Extreme Heat Drives Massive Deforestation as Farmers Expand Cropland Rather Than Adapt
nber
- When extreme heat damages crop yields, farmers respond by clearing forests to expand farmland rather than adapting their existing operations or relocating production
- Using satellite data from 2001-2019, researchers found this effect is strongest in tropical regions growing temperature-sensitive crops, with deforestation almost entirely driven by new cropland expansion
- The study projects that climate warming through 2100 could cause an additional 28 million hectares of forest loss, challenging assumptions that farmers will adapt to climate change without major environmental damage
Why Tariffs on Car Parts Would Hurt American Automakers More Than Help Them
nber
- Tariffs on imported vehicles alone would benefit U.S. automakers by about $1 billion while costing consumers $14 billion as buyers shift to domestically assembled cars
- Adding tariffs on imported car parts would backfire spectacularly, causing U.S. automaker profits to fall by $2.6 billion while doubling consumer losses to roughly $28 billion
- The research reveals that automakers heavily reliant on global supply chains get hammered by parts tariffs, while only those using mostly domestic parts can increase profits
America's Critical Minerals Strategy Is Missing a Key Piece: Creating Demand for What We Want to Produce
csis
- The U.S. has focused on building critical mineral supply through new mines and processing facilities, but investors won't finance these projects without guaranteed buyers — and America consumes less than 5% of most critical minerals globally.
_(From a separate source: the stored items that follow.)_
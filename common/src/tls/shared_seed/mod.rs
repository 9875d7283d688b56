//! mTLS based on a shared [`RootSeed`]. We'll call this "shared seed" mTLS.
//!
//! ## Overview
//!
//! The client and server need to mutually authenticate each other and build a
//! secure channel via mTLS (mutual-auth TLS):
//!
//! - The app (client) wants to verify that it's talking to one of its
//!   previously provisioned nodes (server), since only a provisioned
//!   measurement could have access to the root seed.
//! - Likewise, a running node (server) has access to the [`RootSeed`], and
//!   wants to ensure that inbound connections (which may issue commands to
//!   spend money, withdraw funds etc) are coming from the node's actual owner
//!   (client). It will use the fact that only the node owner should have access
//!   to the [`RootSeed`].
//!
//! Under this "shared seed" mTLS scheme, both the client and server use their
//! root seed to independently derive a shared CA keypair, which they use to
//! sign their respective client and server end-entity certs which they present
//! to their counterparty. When authenticating their counterparty, they will
//! simply check that the presented end-entity cert has been signed by the
//! shared CA, which could only have been possible if the counterparty was also
//! able to derive the shared CA keypair.
//!
//! [`RootSeed`]: crate::root_seed::RootSeed

use std::sync::Arc;

use anyhow::Context;
use rustls::{
    client::{
        danger::{
            HandshakeSignatureValid, ServerCertVerified, ServerCertVerifier,
        },
        WebPkiServerVerifier,
    },
    pki_types::{CertificateDer, ServerName, UnixTime},
    server::WebPkiClientVerifier,
    DigitallySignedStruct, RootCertStore,
};

use super::lexe_ca;
#[cfg(doc)]
use crate::api::def::AppNodeRunApi;
use crate::{constants, env::DeployEnv, rng::Crng, root_seed::RootSeed};

/// TLS certs for shared [`RootSeed`]-based mTLS.
pub mod certs;

/// Server-side TLS config for [`AppNodeRunApi`].
/// Also returns the node's DNS name.
pub fn app_node_run_server_config(
    rng: &mut impl Crng,
    root_seed: &RootSeed,
) -> anyhow::Result<(rustls::ServerConfig, String)> {
    // Derive shared seed CA cert
    let ca_cert = certs::SharedSeedCaCert::from_root_seed(root_seed);
    let ca_cert_der = ca_cert
        .serialize_der_self_signed()
        .context("Failed to sign and serialize shared seed CA cert")?;

    // Build shared seed server cert and sign with derived CA
    let dns_name = constants::NODE_RUN_DNS.to_owned();
    let server_cert =
        certs::SharedSeedServerCert::from_rng(rng, dns_name.clone());
    let server_cert_der = server_cert
        .serialize_der_ca_signed(&ca_cert)
        .context("Failed to sign and serialize ephemeral server cert")?;
    let server_cert_key_der = server_cert.serialize_key_der();

    // Build our ClientCertVerifier which trusts our derived CA
    let mut roots = rustls::RootCertStore::empty();
    roots
        .add(ca_cert_der)
        .context("rustls failed to deserialize CA cert DER bytes")?;
    let client_cert_verifier = WebPkiClientVerifier::builder_with_provider(
        Arc::new(roots),
        super::LEXE_CRYPTO_PROVIDER.clone(),
    )
    .build()
    .context("Failed to build client cert verifier")?;

    let mut config = super::lexe_server_config()
        .with_client_cert_verifier(client_cert_verifier)
        .with_single_cert(vec![server_cert_der], server_cert_key_der)
        .context("Failed to build rustls::ServerConfig")?;
    config
        .alpn_protocols
        .clone_from(&super::LEXE_ALPN_PROTOCOLS);

    Ok((config, dns_name))
}

/// Client-side TLS config for [`AppNodeRunApi`].
pub fn app_node_run_client_config(
    rng: &mut impl Crng,
    deploy_env: DeployEnv,
    root_seed: &RootSeed,
) -> anyhow::Result<rustls::ClientConfig> {
    // Derive shared seed CA cert
    let ca_cert = certs::SharedSeedCaCert::from_root_seed(root_seed);

    // Build the client's server cert verifier:
    // - Shared seed verifier trusts the derived CA
    // - Public Lexe verifier trusts the hard-coded Lexe cert.
    let shared_seed_verifier = shared_seed_verifier(&ca_cert)
        .context("Failed to build shared seed verifier")?;
    let public_lexe_verifier = lexe_ca::lexe_server_verifier(deploy_env);
    let server_cert_verifier = AppNodeRunVerifier {
        shared_seed_verifier,
        public_lexe_verifier,
    };

    // Generate shared seed client cert and sign with derived CA
    let client_cert = certs::SharedSeedClientCert::generate_from_rng(rng);
    let client_cert_der = client_cert
        .serialize_der_ca_signed(&ca_cert)
        .context("Failed to sign and serialize ephemeral client cert")?;
    let client_cert_key_der = client_cert.serialize_key_der();

    let mut config = super::lexe_client_config()
        .dangerous()
        .with_custom_certificate_verifier(Arc::new(server_cert_verifier))
        // NOTE: .with_single_cert() uses a client cert resolver which always
        // presents our client cert when asked. Does this introduce overhead by
        // needlessly presenting our shared seed client cert to the proxy which
        // doesn't actually require client auth? The answer is no, because the
        // proxy would then not send a CertificateRequest message during the
        // handshake, which is what actually prompts the client to send its
        // client cert. So the client never sends its cert to the proxy at all,
        // and defaults to a regular TLS handshake, with no mTLS overhead.
        // A custom client cert resolver is only needed if the proxy *also*
        // requires client auth, meaning we'd need to choose the correct cert to
        // present depending on whether the end entity is the proxy or the node.
        .with_client_auth_cert(vec![client_cert_der], client_cert_key_der)
        .context("Failed to build rustls::ClientConfig")?;
    config
        .alpn_protocols
        .clone_from(&super::LEXE_ALPN_PROTOCOLS);

    Ok(config)
}

/// Shorthand to build a [`ServerCertVerifier`] which trusts the derived CA.
pub fn shared_seed_verifier(
    ca_cert: &certs::SharedSeedCaCert,
) -> anyhow::Result<Arc<WebPkiServerVerifier>> {
    let ca_cert_der = ca_cert
        .serialize_der_self_signed()
        .context("Failed to sign and serialize shared seed CA cert")?;
    let mut roots = RootCertStore::empty();
    roots
        .add(ca_cert_der)
        .context("Failed to re-parse shared seed CA cert")?;
    let verifier = WebPkiServerVerifier::builder_with_provider(
        Arc::new(roots),
        super::LEXE_CRYPTO_PROVIDER.clone(),
    )
    .build()
    .context("Could not build shared seed server verifier")?;
    Ok(verifier)
}

/// The client's [`ServerCertVerifier`] for [`AppNodeRunApi`] TLS.
///
/// - When the app wishes to connect to a running node, it will make a request
///   to the node using a fake run DNS [`constants::NODE_RUN_DNS`]. However,
///   requests are first routed through lexe's reverse proxy, which parses the
///   fake run DNS in the SNI extension to determine whether we want to connect
///   to a running or provisioning node so it can route accordingly.
/// - The [`ServerName`] is given by the [`NodeClient`] reqwest client. This is
///   the gateway DNS when connecting to Lexe's proxy, otherwise it is the
///   node's fake run DNS. See [`NodeClient`]'s `run_url` for context.
/// - The [`AppNodeRunVerifier`] thus chooses between two "sub-verifiers"
///   according to the [`ServerName`] given to us by [`reqwest`]. We use the
///   public Lexe WebPKI verifier when establishing the outer TLS connection
///   with the gateway, and we use the shared seed verifier for the inner TLS
///   connection which terminates inside the user node SGX enclave.
///
/// [`NodeClient`]: crate::client::NodeClient
#[derive(Debug)]
struct AppNodeRunVerifier {
    /// `run.lexe.app` shared seed verifier - trusts the derived CA
    shared_seed_verifier: Arc<WebPkiServerVerifier>,
    /// `<TODO>.lexe.app` Lexe reverse proxy verifier - trusts the Lexe CA
    public_lexe_verifier: Arc<WebPkiServerVerifier>,
}

impl ServerCertVerifier for AppNodeRunVerifier {
    fn verify_server_cert(
        &self,
        end_entity: &CertificateDer,
        intermediates: &[CertificateDer],
        server_name: &ServerName,
        ocsp_response: &[u8],
        now: UnixTime,
    ) -> Result<ServerCertVerified, rustls::Error> {
        let maybe_dns_name = match server_name {
            ServerName::DnsName(dns) => Some(dns.as_ref()),
            _ => None,
        };

        match maybe_dns_name {
            // Verify using derived shared seed CA when node is running
            Some(constants::NODE_RUN_DNS) =>
                self.shared_seed_verifier.verify_server_cert(
                    end_entity,
                    intermediates,
                    server_name,
                    ocsp_response,
                    now,
                ),
            // Other domains (i.e., node reverse proxy) verify using pinned
            // lexe CA
            // TODO(phlip9): this should be a strict DNS name, like
            // `proxy.lexe.app`. Come back once DNS names are more solid.
            _ => self.public_lexe_verifier.verify_server_cert(
                end_entity,
                intermediates,
                server_name,
                ocsp_response,
                now,
            ),
        }
    }

    fn verify_tls12_signature(
        &self,
        _message: &[u8],
        _cert: &CertificateDer<'_>,
        _dss: &DigitallySignedStruct,
    ) -> Result<HandshakeSignatureValid, rustls::Error> {
        // We intentionally do not support TLSv1.2.
        let error = rustls::PeerIncompatible::ServerDoesNotSupportTls12Or13;
        Err(rustls::Error::PeerIncompatible(error))
    }

    fn verify_tls13_signature(
        &self,
        message: &[u8],
        cert: &CertificateDer<'_>,
        dss: &DigitallySignedStruct,
    ) -> Result<HandshakeSignatureValid, rustls::Error> {
        rustls::crypto::verify_tls13_signature(
            message,
            cert,
            dss,
            &super::LEXE_SIGNATURE_ALGORITHMS,
        )
    }

    fn supported_verify_schemes(&self) -> Vec<rustls::SignatureScheme> {
        super::LEXE_SUPPORTED_VERIFY_SCHEMES.clone()
    }
}

#[cfg(test)]
mod test {
    use secrecy::Secret;
    use tokio::io::{AsyncReadExt, AsyncWriteExt};

    use super::*;
    use crate::rng::WeakRng;

    // TODO(max): Add a negative test: different root seeds should fail auth
    // (both client and server reject)
    // TODO(max): Add a snapshot test for deterministic derivation of shared
    // seed CA cert

    // test shared seed TLS handshake directly w/o any other axum/reqwest infra
    #[tokio::test]
    async fn test_tls_handshake_succeeds() {
        // a fake pair of connected streams
        let (client_stream, server_stream) = tokio::io::duplex(4096);

        let seed = [0x42; 32];

        // client tries to connect
        let client = async move {
            // should be able to independently derive CA key pair
            let seed = RootSeed::new(Secret::new(seed));
            let mut rng = WeakRng::from_u64(111);

            let deploy_env = DeployEnv::Dev;
            let config =
                app_node_run_client_config(&mut rng, deploy_env, &seed)
                    .unwrap();

            let connector = tokio_rustls::TlsConnector::from(Arc::new(config));
            let dns_name = constants::NODE_RUN_DNS;
            let sni = ServerName::try_from(dns_name).unwrap();
            let mut stream =
                connector.connect(sni, client_stream).await.unwrap();

            // client: >> send "hello"

            stream.write_all(b"hello").await.unwrap();
            stream.flush().await.unwrap();
            stream.shutdown().await.unwrap();

            // client: << recv "goodbye"

            let mut resp = Vec::new();
            stream.read_to_end(&mut resp).await.unwrap();

            assert_eq!(&resp, b"goodbye");
        };

        // node should accept handshake
        let node = async move {
            // should be able to independently derive CA key pair
            let seed = RootSeed::new(Secret::new(seed));
            let mut rng = WeakRng::from_u64(222);

            let (config, _dns) =
                app_node_run_server_config(&mut rng, &seed).unwrap();
            let acceptor = tokio_rustls::TlsAcceptor::from(Arc::new(config));
            let mut stream = acceptor.accept(server_stream).await.unwrap();

            // node: >> recv "hello"

            let mut req = Vec::new();
            stream.read_to_end(&mut req).await.unwrap();

            assert_eq!(&req, b"hello");

            // node: << send "goodbye"

            stream.write_all(b"goodbye").await.unwrap();
            stream.shutdown().await.unwrap();
        };

        tokio::join!(client, node);
    }
}
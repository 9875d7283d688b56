use std::fmt::{self, Display};
use std::net::SocketAddr;
use std::str::FromStr;

use anyhow::Context;
use bitcoin::secp256k1::PublicKey;

#[derive(Clone, Debug, Eq, PartialEq)]
pub struct ChannelPeer {
    pub pk: PublicKey,
    pub addr: SocketAddr,
}

/// <pk>@<addr>
impl FromStr for ChannelPeer {
    type Err = anyhow::Error;
    fn from_str(pk_at_addr: &str) -> anyhow::Result<Self> {
        // vec![<pk>, <addr>]
        let mut pk_and_addr = pk_at_addr.split('@');
        let pk_str = pk_and_addr
            .next()
            .context("Missing <pk> in <pk>@<addr> peer address")?;
        let addr_str = pk_and_addr
            .next()
            .context("Missing <addr> in <pk>@<addr> peer address")?;

        let pk = PublicKey::from_str(pk_str)
            .context("Could not deserialize PublicKey from LowerHex")?;
        let addr = SocketAddr::from_str(addr_str)
            .context("Could not parse socket address from string")?;

        Ok(Self { pk, addr })
    }
}

/// <pk>@<addr>
impl Display for ChannelPeer {
    fn fmt(&self, f: &mut fmt::Formatter<'_>) -> fmt::Result {
        write!(f, "{}@{}", self.pk, self.addr)
    }
}

#[cfg(all(test, not(target_env = "sgx")))]
mod test {
    use common::rng::SysRng;
    use common::root_seed::RootSeed;
    use proptest::arbitrary::any;
    use proptest::strategy::Strategy;
    use proptest::{prop_assert_eq, proptest};
    use secrecy::Secret;

    use super::*;

    proptest! {
        /// [`SocketAddr`] causes problems with proptest, this tests the fix.
        #[test]
        fn socket_addr_roundtrip(
            mut addr1 in any::<SocketAddr>(),
        ) {
            let mut addr2 = SocketAddr::from_str(&addr1.to_string()).unwrap();

            // Hack to prevent differing IPv6 flowinfo fields (which we don't
            // care about) from failing the equality comparison
            if let (SocketAddr::V6(inner1), SocketAddr::V6(inner2))=
                (&mut addr1, &mut addr2) {
                inner1.set_flowinfo(0);
                inner2.set_flowinfo(0);
            }

            prop_assert_eq!(addr1, addr2);
        }

        #[test]
        fn channel_peer_roundtrip(
            root_seed in any::<[u8; 32]>()
                .prop_map(Secret::new)
                .prop_map(RootSeed::new)
                .no_shrink()
            ,
            addr in any::<SocketAddr>(),
        ) {
            let mut rng = SysRng::new();
            let pk = root_seed.derive_node_pk(&mut rng);
            let mut channel_peer1 = ChannelPeer { pk, addr };
            let mut channel_peer2 =
                ChannelPeer::from_str(&channel_peer1.to_string()).unwrap();

            // Hack to prevent differing IPv6 flowinfo fields (which we don't
            // care about) from failing the equality comparison
            if let (SocketAddr::V6(inner1), SocketAddr::V6(inner2)) =
                (&mut channel_peer1.addr, &mut channel_peer2.addr) {
                inner1.set_flowinfo(0);
                inner2.set_flowinfo(0);
            }

            prop_assert_eq!(channel_peer1, channel_peer2);
        }
    }
}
- Unlike China, which built dominance by creating demand through massive EV manufacturing (like BYD's $230 billion in government support), the U.S. lacks integrated mine-to-market strategy.
- The solution requires boosting EV adoption, extending production tax credits, pooling demand with allies, and creating market incentives that reward sourcing from trusted suppliers rather than just building more supply capacity.
In the News
Climate change is generating unprecedented weather events that would have been virtually impossible in the 20th century
yale_climate
- A record-breaking heat wave hit the Southwest U.S. in March 2026, with temperatures soaring into the 100s and breaking the previous March temperature record set in 2012 by about half a degree.
- Scientists say these extreme events are becoming regular occurrences due to climate change, which adds more energy to the atmosphere and disrupts circulation patterns, creating heat domes and weather extremes far beyond what global average warming would suggest.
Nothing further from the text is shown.